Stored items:
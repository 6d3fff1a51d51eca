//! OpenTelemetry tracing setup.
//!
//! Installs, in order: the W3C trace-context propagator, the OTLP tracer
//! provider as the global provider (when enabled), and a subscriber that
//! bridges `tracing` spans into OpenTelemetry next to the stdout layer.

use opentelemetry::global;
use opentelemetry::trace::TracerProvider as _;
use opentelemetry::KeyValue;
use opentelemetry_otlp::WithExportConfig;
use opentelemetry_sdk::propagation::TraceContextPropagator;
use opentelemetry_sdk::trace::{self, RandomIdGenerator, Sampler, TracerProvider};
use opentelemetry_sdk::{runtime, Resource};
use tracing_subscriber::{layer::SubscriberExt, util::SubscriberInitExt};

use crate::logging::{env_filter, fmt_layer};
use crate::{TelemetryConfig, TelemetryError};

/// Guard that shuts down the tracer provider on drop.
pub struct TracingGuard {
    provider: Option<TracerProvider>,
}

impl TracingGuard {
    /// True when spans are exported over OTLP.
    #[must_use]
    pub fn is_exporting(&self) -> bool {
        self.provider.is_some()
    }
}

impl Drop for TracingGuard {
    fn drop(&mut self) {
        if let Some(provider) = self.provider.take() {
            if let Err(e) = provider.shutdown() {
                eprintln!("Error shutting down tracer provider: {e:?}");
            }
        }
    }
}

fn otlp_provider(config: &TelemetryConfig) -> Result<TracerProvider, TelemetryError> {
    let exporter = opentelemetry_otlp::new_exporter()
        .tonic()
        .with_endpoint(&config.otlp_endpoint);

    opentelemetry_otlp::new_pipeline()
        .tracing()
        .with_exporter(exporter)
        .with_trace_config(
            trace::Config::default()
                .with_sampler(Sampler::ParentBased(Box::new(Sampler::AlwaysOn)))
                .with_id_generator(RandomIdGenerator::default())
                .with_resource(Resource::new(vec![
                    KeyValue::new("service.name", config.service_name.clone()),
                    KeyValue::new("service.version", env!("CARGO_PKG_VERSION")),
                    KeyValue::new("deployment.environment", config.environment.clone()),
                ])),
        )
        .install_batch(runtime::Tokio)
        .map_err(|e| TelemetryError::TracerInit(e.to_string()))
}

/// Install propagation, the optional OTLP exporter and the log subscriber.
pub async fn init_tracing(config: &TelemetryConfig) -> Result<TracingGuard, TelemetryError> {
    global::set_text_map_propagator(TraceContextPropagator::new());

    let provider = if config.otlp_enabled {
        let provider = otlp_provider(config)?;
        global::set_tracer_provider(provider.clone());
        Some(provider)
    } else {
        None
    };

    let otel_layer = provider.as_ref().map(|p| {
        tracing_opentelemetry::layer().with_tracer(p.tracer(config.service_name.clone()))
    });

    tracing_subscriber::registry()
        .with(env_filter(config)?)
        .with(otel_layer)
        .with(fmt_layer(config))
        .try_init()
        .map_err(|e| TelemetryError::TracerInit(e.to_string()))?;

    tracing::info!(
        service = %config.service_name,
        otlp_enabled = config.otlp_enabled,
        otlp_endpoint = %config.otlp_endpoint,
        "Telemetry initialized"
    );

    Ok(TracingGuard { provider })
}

Exercise instructions —
The full data, transcribed without change, is the expected answer.

Response to this task —
repository 6d3fff1a51d51eca
//! OpenTelemetry tracing setup.
//!
//! Installs, in order: the W3C trace-context propagator, the OTLP tracer
//! provider as the global provider (when enabled), and a subscriber that
//! bridges `tracing` spans into OpenTelemetry next to the stdout layer.

use opentelemetry::global;
use opentelemetry::trace::TracerProvider as _;
use opentelemetry::KeyValue;
use opentelemetry_otlp::WithExportConfig;
use opentelemetry_sdk::propagation::TraceContextPropagator;
use opentelemetry_sdk::trace::{self, RandomIdGenerator, Sampler, TracerProvider};
use opentelemetry_sdk::{runtime, Resource};
use tracing_subscriber::{layer::SubscriberExt, util::SubscriberInitExt};

use crate::logging::{env_filter, fmt_layer};
use crate::{TelemetryConfig, TelemetryError};

/// Guard that shuts down the tracer provider on drop.
pub struct TracingGuard {
    provider: Option<TracerProvider>,
}

impl TracingGuard {
    /// True when spans are exported over OTLP.
    #[must_use]
    pub fn is_exporting(&self) -> bool {
        self.provider.is_some()
    }
}

impl Drop for TracingGuard {
    fn drop(&mut self) {
        if let Some(provider) = self.provider.take() {
            if let Err(e) = provider.shutdown() {
                eprintln!("Error shutting down tracer provider: {e:?}");
            }
        }
    }
}

fn otlp_provider(config: &TelemetryConfig) -> Result<TracerProvider, TelemetryError> {
    let exporter = opentelemetry_otlp::new_exporter()
        .tonic()
        .with_endpoint(&config.otlp_endpoint);

    opentelemetry_otlp::new_pipeline()
        .tracing()
        .with_exporter(exporter)
        .with_trace_config(
            trace::Config::default()
                .with_sampler(Sampler::ParentBased(Box::new(Sampler::AlwaysOn)))
                .with_id_generator(RandomIdGenerator::default())
                .with_resource(Resource::new(vec![
                    KeyValue::new("service.name", config.service_name.clone()),
                    KeyValue::new("service.version", env!("CARGO_PKG_VERSION")),
                    KeyValue::new("deployment.environment", config.environment.clone()),
                ])),
        )
        .install_batch(runtime::Tokio)
        .map_err(|e| TelemetryError::TracerInit(e.to_string()))
}

/// Install propagation, the optional OTLP exporter and the log subscriber.
pub async fn init_tracing(config: &TelemetryConfig) -> Result<TracingGuard, TelemetryError> {
    global::set_text_map_propagator(TraceContextPropagator::new());

    let provider = if config.otlp_enabled {
        let provider = otlp_provider(config)?;
        global::set_tracer_provider(provider.clone());
        Some(provider)
    } else {
        None
    };

    let otel_layer = provider.as_ref().map(|p| {
        tracing_opentelemetry::layer().with_tracer(p.tracer(config.service_name.clone()))
    });

    tracing_subscriber::registry()
        .with(env_filter(config)?)
        .with(otel_layer)
        .with(fmt_layer(config))
        .try_init()
        .map_err(|e| TelemetryError::TracerInit(e.to_string()))?;

    tracing::info!(
        service = %config.service_name,
        otlp_enabled = config.otlp_enabled,
        otlp_endpoint = %config.otlp_endpoint,
        "Telemetry initialized"
    );

    Ok(TracingGuard { provider })
}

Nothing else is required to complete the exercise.